What this task involves: Every line of the records below from the line with "pub fn is_unique_violation(&self)" up to and including the line with "pub fn service(config: &AppConfig)" must be reproduced exactly, and no line outside that range.
==== Material provided ====
use anyhow::Result;
use reqwest::{
    Client,
    header::{HeaderMap, HeaderValue, CONTENT_TYPE, AUTHORIZATION},
    Method,
};
use serde::de::DeserializeOwned;
use serde::Deserialize;
use serde_json::Value;
use thiserror::Error;
use tracing::{debug, error};

use shared_config::AppConfig;

const UNIQUE_VIOLATION: &str = "23505";

/// A non-2xx PostgREST response, kept typed so callers can react to constraint violations.
#[derive(Debug, Clone, Error)]
#[error("API error ({status}): {message}")]
pub struct PostgrestError {
    pub status: u16,
    pub code: Option<String>,
    pub message: String,
    pub details: Option<String>,
}

#[derive(Debug, Deserialize)]
struct PostgrestBody {
    code: Option<String>,
    message: Option<String>,
    details: Option<String>,
}

impl PostgrestError {
    pub fn from_response(status: u16, body: &str) -> Self {
        match serde_json::from_str::<PostgrestBody>(body) {
            Ok(parsed) => Self {
                status,
                code: parsed.code,
                message: parsed.message.unwrap_or_else(|| body.to_string()),
                details: parsed.details,
            },
            Err(_) => Self {
                status,
                code: None,
                message: body.to_string(),
                details: None,
            },
        }
    }

    pub fn is_unique_violation(&self) -> bool {
        self.code.as_deref() == Some(UNIQUE_VIOLATION) || self.status == 409
    }

    pub fn is_auth_failure(&self) -> bool {
        matches!(self.status, 401 | 403)
    }

    /// Name of the violated constraint, e.g. `token_ledger_partition_key`.
    pub fn constraint(&self) -> Option<&str> {
        let start = self.message.find("constraint \"")? + "constraint \"".len();
        let rest = &self.message[start..];
        let end = rest.find('"')?;
        Some(&rest[..end])
    }
}

pub struct SupabaseClient {
    client: Client,
    base_url: String,
    api_key: String,
    service_token: Option<String>,
}

impl SupabaseClient {
    pub fn new(config: &AppConfig) -> Self {
        Self {
            client: Client::new(),
            base_url: config.supabase_url.clone(),
            api_key: config.supabase_anon_key.clone(),
            service_token: None,
        }
    }

    /// Client authenticated with the service role; used for server-side booking writes.
    pub fn service(config: &AppConfig) -> Self {
        Self {
            client: Client::new(),
            base_url: config.supabase_url.clone(),
            api_key: config.supabase_service_role_key.clone(),
            service_token: Some(config.supabase_service_role_key.clone()),
        }
    }

    fn get_headers(&self, auth_token: Option<&str>) -> HeaderMap {
        let mut headers = HeaderMap::new();

        if let Ok(key) = HeaderValue::from_str(&self.api_key) {
            headers.insert("apikey", key);
        }
        headers.insert(CONTENT_TYPE, HeaderValue::from_static("application/json"));
        headers.insert("Prefer", HeaderValue::from_static("return=representation"));

        if let Some(token) = auth_token.or(self.service_token.as_deref()) {
            if let Ok(bearer) = HeaderValue::from_str(&format!("Bearer {}", token)) {
                headers.insert(AUTHORIZATION, bearer);
            }
        }

        headers
    }

    pub async fn request<T>(&self, method: Method, path: &str,
                            auth_token: Option<&str>, body: Option<Value>)
                            -> Result<T>
    where T: DeserializeOwned {
        self.request_with_headers(method, path, auth_token, body, HeaderMap::new()).await
    }

    pub async fn request_with_headers<T>(&self, method: Method, path: &str,
                                         auth_token: Option<&str>, body: Option<Value>,
                                         extra_headers: HeaderMap)
                                         -> Result<T>
    where T: DeserializeOwned {
        let url = format!("{}{}", self.base_url, path);
        debug!("Making {} request to {}", method, url);

        let mut headers = self.get_headers(auth_token);
        headers.extend(extra_headers);

        let mut req = self.client.request(method, &url)
            .headers(headers);

        if let Some(body_data) = body {
            req = req.json(&body_data);
        }

        let response = req.send().await?;

        let status = response.status();
        if !status.is_success() {
            let error_text = response.text().await?;
            error!("API error ({}): {}", status, error_text);
            return Err(PostgrestError::from_response(status.as_u16(), &error_text).into());
        }

        // Edge functions and some PATCH calls may answer with an empty body.
        let bytes = response.bytes().await?;
        if bytes.is_empty() {
            return Ok(serde_json::from_value(Value::Null)?);
        }

        let data = serde_json::from_slice::<T>(&bytes)?;
        Ok(data)
    }

    pub fn get_base_url(&self) -> &str {
        &self.base_url
    }
}

#[cfg(test)]
mod tests {
    use super::*;

    #[test]
    fn extracts_constraint_name_from_unique_violation() {
        let body = r#"{"code":"23505","details":"Key (doctor_id, appointment_date, token_number)=(a, 2024-06-01, 3) already exists.","hint":null,"message":"duplicate key value violates unique constraint \"token_ledger_partition_key\""}"#;
        let err = PostgrestError::from_response(409, body);
        assert!(err.is_unique_violation());
        assert_eq!(err.constraint(), Some("token_ledger_partition_key"));
    }

    #[test]
    fn plain_text_bodies_are_kept_as_message() {
        let err = PostgrestError::from_response(503, "upstream unavailable");
        assert!(!err.is_unique_violation());
        assert_eq!(err.message, "upstream unavailable");
        assert_eq!(err.constraint(), None);
    }
}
====
Solution for this task:
    pub fn is_unique_violation(&self) -> bool {
        self.code.as_deref() == Some(UNIQUE_VIOLATION) || self.status == 409
    }

    pub fn is_auth_failure(&self) -> bool {
        matches!(self.status, 401 | 403)
    }

    /// Name of the violated constraint, e.g. `token_ledger_partition_key`.
    pub fn constraint(&self) -> Option<&str> {
        let start = self.message.find("constraint \"")? + "constraint \"".len();
        let rest = &self.message[start..];
        let end = rest.find('"')?;
        Some(&rest[..end])
    }
}

pub struct SupabaseClient {
    client: Client,
    base_url: String,
    api_key: String,
    service_token: Option<String>,
}

impl SupabaseClient {
    pub fn new(config: &AppConfig) -> Self {
        Self {
            client: Client::new(),
            base_url: config.supabase_url.clone(),
            api_key: config.supabase_anon_key.clone(),
            service_token: None,
        }
    }

    /// Client authenticated with the service role; used for server-side booking writes.
    pub fn service(config: &AppConfig) -> Self {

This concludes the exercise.